A military official in Tehran then suggested Iran might launch a military thrust into Pakistan against the group blamed for the attack. Lawmaker Payman Forouzesh said: “There is even unanimity that these operations (could) take place in Pakistan territory.”

 

Tehran accuses the Sunni secessionist terrorist group Jundallah of Baluchistan, which is fighting for the predominantly Sunni province’s independence, of carrying out the suicide bombing in provincial town of Pisheen near the Pakistan and Afghanistan borders. In the past, Tehran has charged the Pakistani Inter-Service Intelligence agency and the CIA of supporting the group. It has carried out a string of terrorist attacks on regime and Shiite targets including in 2007 a failed assassination attempt on president Mahmoud Ahmadinejad.

 

Sources report that Tehran will have to make good on its threats without too much delay or lose face among the political and ethnic minority dissidents plaguing on the regime, especially those who rose up in protest against the tainted June 20 presidential election. Hesitation will be seen as weakness.

 

Past Iranian reprisals were usually carried against the US or Britain indirectly in the Persian Gulf or by local Islamic surrogates like Hizballah in Iraq. Jafari’s words point to a more direct showdown this time by the IRGC or its terrorist arm al Qods.

 

The current Iranian bombast is the latest and most vociferous so far, and occurs as Iran opens negotiation on its “yellow cake” uranium stockpile. Should IRGC carry through on its threats it would mark a sharp escalation greatly increasing the threat oif a wider war in the region. In addition it sharpens the debate inside Iran on  taking what is believed to be the final step that could trigger the assembly of a nuclear weapon.      Pakistan already has a nuclear arsenal containing scores of warheads.
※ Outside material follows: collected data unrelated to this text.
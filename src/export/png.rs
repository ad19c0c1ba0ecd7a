use std::io::Cursor;

use crate::assets::decode::PreparedImage;
use crate::foundation::error::{TextBehindError, TextBehindResult};
use crate::render::frame::FrameRGBA;

/// File name of the exported composite.
pub const EXPORT_FILE_NAME: &str = "text-behind-image.png";
/// MIME type of the exported composite.
pub const EXPORT_MIME: &str = "image/png";

#[derive(Clone, Debug)]
/// Encoded file ready to hand to a [`crate::DownloadSink`].
pub struct ExportFile {
    /// Suggested file name.
    pub file_name: String,
    /// MIME type of `bytes`.
    pub mime: &'static str,
    /// Encoded file content.
    pub bytes: Vec<u8>,
    /// Pixel width of the encoded image.
    pub width: u32,
    /// Pixel height of the encoded image.
    pub height: u32,
}

impl ExportFile {
    /// Encode `frame` as the standard composite download.
    pub fn composite(frame: &FrameRGBA) -> TextBehindResult<Self> {
        Ok(Self {
            file_name: EXPORT_FILE_NAME.to_string(),
            mime: EXPORT_MIME,
            bytes: encode_png(frame)?,
            width: frame.width,
            height: frame.height,
        })
    }
}

/// Encode `frame` losslessly as PNG with straight alpha.
pub fn encode_png(frame: &FrameRGBA) -> TextBehindResult<Vec<u8>> {
    let expected = frame.width as usize * frame.height as usize * 4;
    if frame.data.len() != expected {
        return Err(TextBehindError::encode(format!(
            "frame data is {} bytes, expected {expected} for {}x{}",
            frame.data.len(),
            frame.width,
            frame.height
        )));
    }

    let img = image::RgbaImage::from_raw(frame.width, frame.height, frame.to_straight_rgba8())
        .ok_or_else(|| TextBehindError::encode("frame buffer does not match its dimensions"))?;
    let mut buf = Vec::new();
    image::DynamicImage::ImageRgba8(img)
        .write_to(&mut Cursor::new(&mut buf), image::ImageFormat::Png)
        .map_err(|e| TextBehindError::encode(format!("png encode: {e}")))?;
    Ok(buf)
}

/// Encode decoded image pixels (e.g. a cutout) as PNG.
pub fn encode_prepared_png(image: &PreparedImage) -> TextBehindResult<Vec<u8>> {
    encode_png(&FrameRGBA {
        width: image.width,
        height: image.height,
        data: image.rgba8_premul.as_ref().clone(),
        premultiplied: true,
    })
}

#[cfg(test)]
#[path = "../../tests/unit/export/png.rs"]
mod tests;
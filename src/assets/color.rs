use crate::foundation::error::{TextBehindError, TextBehindResult};
use serde::{Deserialize, Serialize};
use vello_cpu::peniko::color::{Srgb, parse_color};

/// A CSS color string kept exactly as the user entered it.
///
/// Accepts anything a browser would: named colors, `#rgb`, `#rrggbbaa`, `rgb()`/`rgba()`,
/// `hsl()`/`hsla()` and friends. Parsing happens at draw time, so an invalid string is stored
/// without complaint and only resolved (with a fallback) when a layer is rendered.
#[derive(Clone, Debug, PartialEq, Eq, Hash, Serialize, Deserialize)]
#[serde(transparent)]
pub struct CssColor(String);

impl CssColor {
    /// Wrap a CSS color string.
    pub fn new(css: impl Into<String>) -> Self {
        Self(css.into())
    }

    /// The color string as entered.
    pub fn as_str(&self) -> &str {
        &self.0
    }

    /// Parse into straight-alpha sRGB `[r, g, b, a]`.
    pub fn to_rgba8(&self) -> TextBehindResult<[u8; 4]> {
        let parsed = parse_color(self.0.trim()).map_err(|e| {
            TextBehindError::validation(format!("invalid css color \"{}\": {e}", self.0))
        })?;
        let c = parsed.to_alpha_color::<Srgb>().to_rgba8();
        Ok([c.r, c.g, c.b, c.a])
    }
}

impl From<&str> for CssColor {
    fn from(value: &str) -> Self {
        Self::new(value)
    }
}

impl std::fmt::Display for CssColor {
    fn fmt(&self, f: &mut std::fmt::Formatter<'_>) -> std::fmt::Result {
        f.write_str(&self.0)
    }
}

#[cfg(test)]
#[path = "../../tests/unit/assets/color.rs"]
mod tests;
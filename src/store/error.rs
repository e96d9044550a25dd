//! Record Store Errors
//!
//! Error types for record-store operations.

use uuid::Uuid;

use crate::domain::DomainError;

/// Errors that can occur in the record store
#[derive(Debug, thiserror::Error)]
pub enum StoreError {
    /// User not found
    #[error("User not found: {0}")]
    UserNotFound(Uuid),

    /// Post not found
    #[error("Post not found: {0}")]
    PostNotFound(Uuid),

    /// Operation requires an internal context
    #[error("Permission denied: {0}")]
    PermissionDenied(String),

    /// Stored row could not be interpreted
    #[error("Invalid record: {0}")]
    InvalidRecord(#[from] DomainError),

    /// Database error
    #[error("Database error: {0}")]
    Database(#[from] sqlx::Error),

    /// Store could not serve the request
    #[error("Store unavailable: {0}")]
    Unavailable(String),
}
//! publish_listeners - model listener service
//!
//! Subscribes the content-publishing model listeners to the domain events
//! published on a Postgres NOTIFY channel.

use std::sync::Arc;

use tracing_subscriber::{layer::SubscriberExt, util::SubscriberInitExt};

use publish_listeners::config::LogFormat;
use publish_listeners::store::PgRecordStore;
use publish_listeners::{db, runtime, Config};

/// Initialize tracing/logging
fn init_tracing(format: LogFormat) {
    let filter = tracing_subscriber::EnvFilter::try_from_default_env()
        .unwrap_or_else(|_| "publish_listeners=debug,sqlx=warn".into());

    match format {
        LogFormat::Pretty => tracing_subscriber::registry()
            .with(filter)
            .with(tracing_subscriber::fmt::layer())
            .init(),
        LogFormat::Json => tracing_subscriber::registry()
            .with(filter)
            .with(tracing_subscriber::fmt::layer().json())
            .init(),
    }
}

#[tokio::main]
async fn main() -> anyhow::Result<()> {
    // Load environment variables
    dotenvy::dotenv().ok();

    // Load configuration
    let config = Config::from_env()?;

    init_tracing(config.log_format);

    tracing::info!("Starting publish_listeners");
    tracing::info!("Connecting to database...");

    let pool = db::connect(&config).await?;
    db::verify_connection(&pool).await?;
    db::check_schema(&pool).await?;

    tracing::info!("Database connected successfully");

    let store = Arc::new(PgRecordStore::new(pool.clone()));
    let bus = runtime::build_bus(store, &config);

    let shutdown = runtime::shutdown_signal()?;
    let mut listener = runtime::listen(&pool, &config).await?;
    runtime::relay_notifications(&mut listener, &bus, shutdown).await?;

    // Cleanup
    tracing::info!("Service shutting down...");
    pool.close().await;
    tracing::info!("Database connections closed. Goodbye!");

    Ok(())
}
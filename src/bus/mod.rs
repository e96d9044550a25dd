//! Event Bus
//!
//! Explicit event-dispatch interface. Listeners register against an
//! [`EventDispatcher`] instead of a process-global emitter, so they can be
//! exercised without a live bus.

use std::collections::HashMap;
use std::sync::Arc;

use async_trait::async_trait;

use crate::domain::{DomainEvent, EventName};

/// A subscriber reacting to domain events.
///
/// `handle` is infallible: a listener recovers from its own failures (by
/// reporting them) and never hands them back to the bus.
#[async_trait]
pub trait EventListener: Send + Sync {
    /// Stable name used in logs and reports
    fn name(&self) -> &'static str;

    async fn handle(&self, event: &DomainEvent);
}

/// Registration side of a bus
pub trait EventDispatcher {
    fn subscribe(&mut self, event: EventName, listener: Arc<dyn EventListener>);
}

/// Bus that delivers events to listeners in the current task
#[derive(Clone, Default)]
pub struct InProcessEventBus {
    subscribers: HashMap<EventName, Vec<Arc<dyn EventListener>>>,
}

impl InProcessEventBus {
    pub fn new() -> Self {
        Self::default()
    }

    /// Number of listeners subscribed to `event`
    pub fn listener_count(&self, event: EventName) -> usize {
        self.subscribers.get(&event).map_or(0, Vec::len)
    }

    /// Deliver an event to every subscriber, in subscription order.
    /// Returns the number of listeners that handled it.
    pub async fn emit(&self, event: &DomainEvent) -> usize {
        let name = event.name();
        let Some(listeners) = self.subscribers.get(&name) else {
            tracing::debug!(event = %name, "No listeners subscribed");
            return 0;
        };

        for listener in listeners {
            tracing::debug!(event = %name, listener = listener.name(), "Dispatching event");
            listener.handle(event).await;
        }

        listeners.len()
    }

    /// Decode a JSON payload and deliver it
    pub async fn emit_json(&self, payload: &str) -> Result<usize, serde_json::Error> {
        let event: DomainEvent = serde_json::from_str(payload)?;
        Ok(self.emit(&event).await)
    }
}

impl EventDispatcher for InProcessEventBus {
    fn subscribe(&mut self, event: EventName, listener: Arc<dyn EventListener>) {
        tracing::info!(event = %event, listener = listener.name(), "Listener subscribed");
        self.subscribers.entry(event).or_default().push(listener);
    }
}
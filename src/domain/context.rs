//! Operation Context
//!
//! Carries the access mode and tracing metadata for a record-store call.

use serde::{Deserialize, Serialize};
use uuid::Uuid;

/// Context for a record-store operation.
///
/// An `internal` context bypasses the visibility restrictions that apply to
/// ordinary callers (e.g. reading unpublished posts or editing them). Listeners
/// acting on behalf of the system pass it explicitly; nothing flips it globally.
#[derive(Debug, Clone, PartialEq, Eq, Serialize, Deserialize)]
pub struct OperationContext {
    /// Privileged access, bypasses visibility filters
    pub internal: bool,

    /// Correlation ID for tracing a listener run across store calls
    #[serde(skip_serializing_if = "Option::is_none")]
    pub correlation_id: Option<Uuid>,
}

impl OperationContext {
    /// Create a new default (non-privileged) context
    pub fn new() -> Self {
        Self {
            internal: false,
            correlation_id: None,
        }
    }

    /// Create a privileged context
    pub fn internal() -> Self {
        Self {
            internal: true,
            ..Self::new()
        }
    }

    /// Create context with correlation ID
    pub fn with_correlation_id(mut self, correlation_id: Uuid) -> Self {
        self.correlation_id = Some(correlation_id);
        self
    }

    pub fn is_internal(&self) -> bool {
        self.internal
    }
}

impl Default for OperationContext {
    fn default() -> Self {
        Self::new()
    }
}
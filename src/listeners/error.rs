//! Listener Errors

use uuid::Uuid;

use crate::store::StoreError;

/// Failures raised inside a listener before it reports them
#[derive(Debug, thiserror::Error)]
pub enum ListenerError {
    /// Record store rejected or failed a command
    #[error(transparent)]
    Store(#[from] StoreError),

    /// Timezone identifier is not a known IANA name
    #[error("Unknown timezone: {0}")]
    UnknownTimezone(String),

    /// Scheduled post carries no publish time to shift
    #[error("Scheduled post {0} has no published_at")]
    MissingPublishTime(Uuid),

    /// Shifted publish time falls outside the representable range
    #[error("Publish time of post {0} cannot be shifted by {1} minutes")]
    PublishTimeOutOfRange(Uuid, i64),

    /// Imminence window pushes the cutoff outside the representable range
    #[error("Imminence window of {0} minutes is out of range")]
    ImminenceOutOfRange(i64),
}
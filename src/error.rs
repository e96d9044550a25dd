//! Error handling module
//!
//! Top-level error type for the service runtime.

/// Application-wide Result type
pub type AppResult<T> = Result<T, AppError>;

/// Application error types
#[derive(Debug, thiserror::Error)]
pub enum AppError {
    #[error("Configuration error: {0}")]
    Config(#[from] crate::config::ConfigError),

    #[error("Database error: {0}")]
    Database(#[from] sqlx::Error),

    #[error("Database schema incomplete: missing table {0}")]
    SchemaIncomplete(String),

    #[error(transparent)]
    Store(#[from] crate::store::StoreError),

    #[error("Invalid event payload: {0}")]
    InvalidEvent(#[from] serde_json::Error),
}

impl AppError {
    /// Whether the service can keep running after this error
    pub fn is_recoverable(&self) -> bool {
        matches!(self, AppError::InvalidEvent(_))
    }
}
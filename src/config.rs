//! Configuration module
//!
//! Loads configuration from environment variables.

use std::env;

use crate::listeners::{ReconcilerSettings, DEFAULT_IMMINENCE_MINUTES, MAX_IMMINENCE_MINUTES};

/// Log output format
#[derive(Debug, Clone, Copy, PartialEq, Eq)]
pub enum LogFormat {
    Pretty,
    Json,
}

/// Application configuration
#[derive(Debug, Clone)]
pub struct Config {
    /// Database connection URL
    pub database_url: String,

    /// Maximum database connections in pool
    pub database_max_connections: u32,

    /// Postgres NOTIFY channel carrying domain events
    pub event_channel: String,

    /// Publish times shifted closer than this to now are drafted
    pub schedule_imminence_minutes: i64,

    /// Log output format
    pub log_format: LogFormat,
}

impl Config {
    /// Load configuration from environment variables
    pub fn from_env() -> Result<Self, ConfigError> {
        Self::from_lookup(|key| env::var(key).ok())
    }

    /// Load configuration from an arbitrary key lookup
    pub fn from_lookup<F>(lookup: F) -> Result<Self, ConfigError>
    where
        F: Fn(&str) -> Option<String>,
    {
        let database_url =
            lookup("DATABASE_URL").ok_or(ConfigError::MissingEnv("DATABASE_URL"))?;

        let database_max_connections = lookup("DATABASE_MAX_CONNECTIONS")
            .unwrap_or_else(|| "10".to_string())
            .parse()
            .map_err(|_| ConfigError::InvalidValue("DATABASE_MAX_CONNECTIONS"))?;

        let event_channel =
            lookup("EVENT_CHANNEL").unwrap_or_else(|| "domain_events".to_string());
        if event_channel.is_empty() {
            return Err(ConfigError::InvalidValue("EVENT_CHANNEL"));
        }

        let schedule_imminence_minutes = match lookup("SCHEDULE_IMMINENCE_MINUTES") {
            Some(value) => value
                .parse::<i64>()
                .ok()
                .filter(|minutes| (0..=MAX_IMMINENCE_MINUTES).contains(minutes))
                .ok_or(ConfigError::InvalidValue("SCHEDULE_IMMINENCE_MINUTES"))?,
            None => DEFAULT_IMMINENCE_MINUTES,
        };

        let log_format = match lookup("LOG_FORMAT").as_deref() {
            None | Some("pretty") => LogFormat::Pretty,
            Some("json") => LogFormat::Json,
            Some(_) => return Err(ConfigError::InvalidValue("LOG_FORMAT")),
        };

        Ok(Self {
            database_url,
            database_max_connections,
            event_channel,
            schedule_imminence_minutes,
            log_format,
        })
    }

    pub fn reconciler_settings(&self) -> ReconcilerSettings {
        ReconcilerSettings::with_imminence_minutes(self.schedule_imminence_minutes)
    }
}

/// Configuration error types
#[derive(Debug, thiserror::Error)]
pub enum ConfigError {
    #[error("Missing environment variable: {0}")]
    MissingEnv(&'static str),

    #[error("Invalid value for environment variable: {0}")]
    InvalidValue(&'static str),
}
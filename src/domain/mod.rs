//! Domain module
//!
//! Core domain types shared by the listeners, the bus and the record store.

pub mod context;
pub mod error;
pub mod events;
pub mod models;

pub use context::OperationContext;
pub use error::DomainError;
pub use events::{DomainEvent, EventName};
pub use models::{
    Credential, CredentialKind, Post, PostChanges, PostFilter, PostStatus, User, UserChanges,
    UserStatus,
};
There Are 2 Responses So Far. »

  1. Richard…That’s a bad scenario you paint. There is nothing worse that I can think of than the prospect of two politically immature, tribal nations like Pakistan and Iran, lobbing nuclear warheads at each other.

    Perhaps Nostradamus was right after all.

  2. Slowsmile:
    It is scary stuff. All that religious, racial, and ideologicalk hatred bubbling and boil. Somebody’s going to get and use a nuke.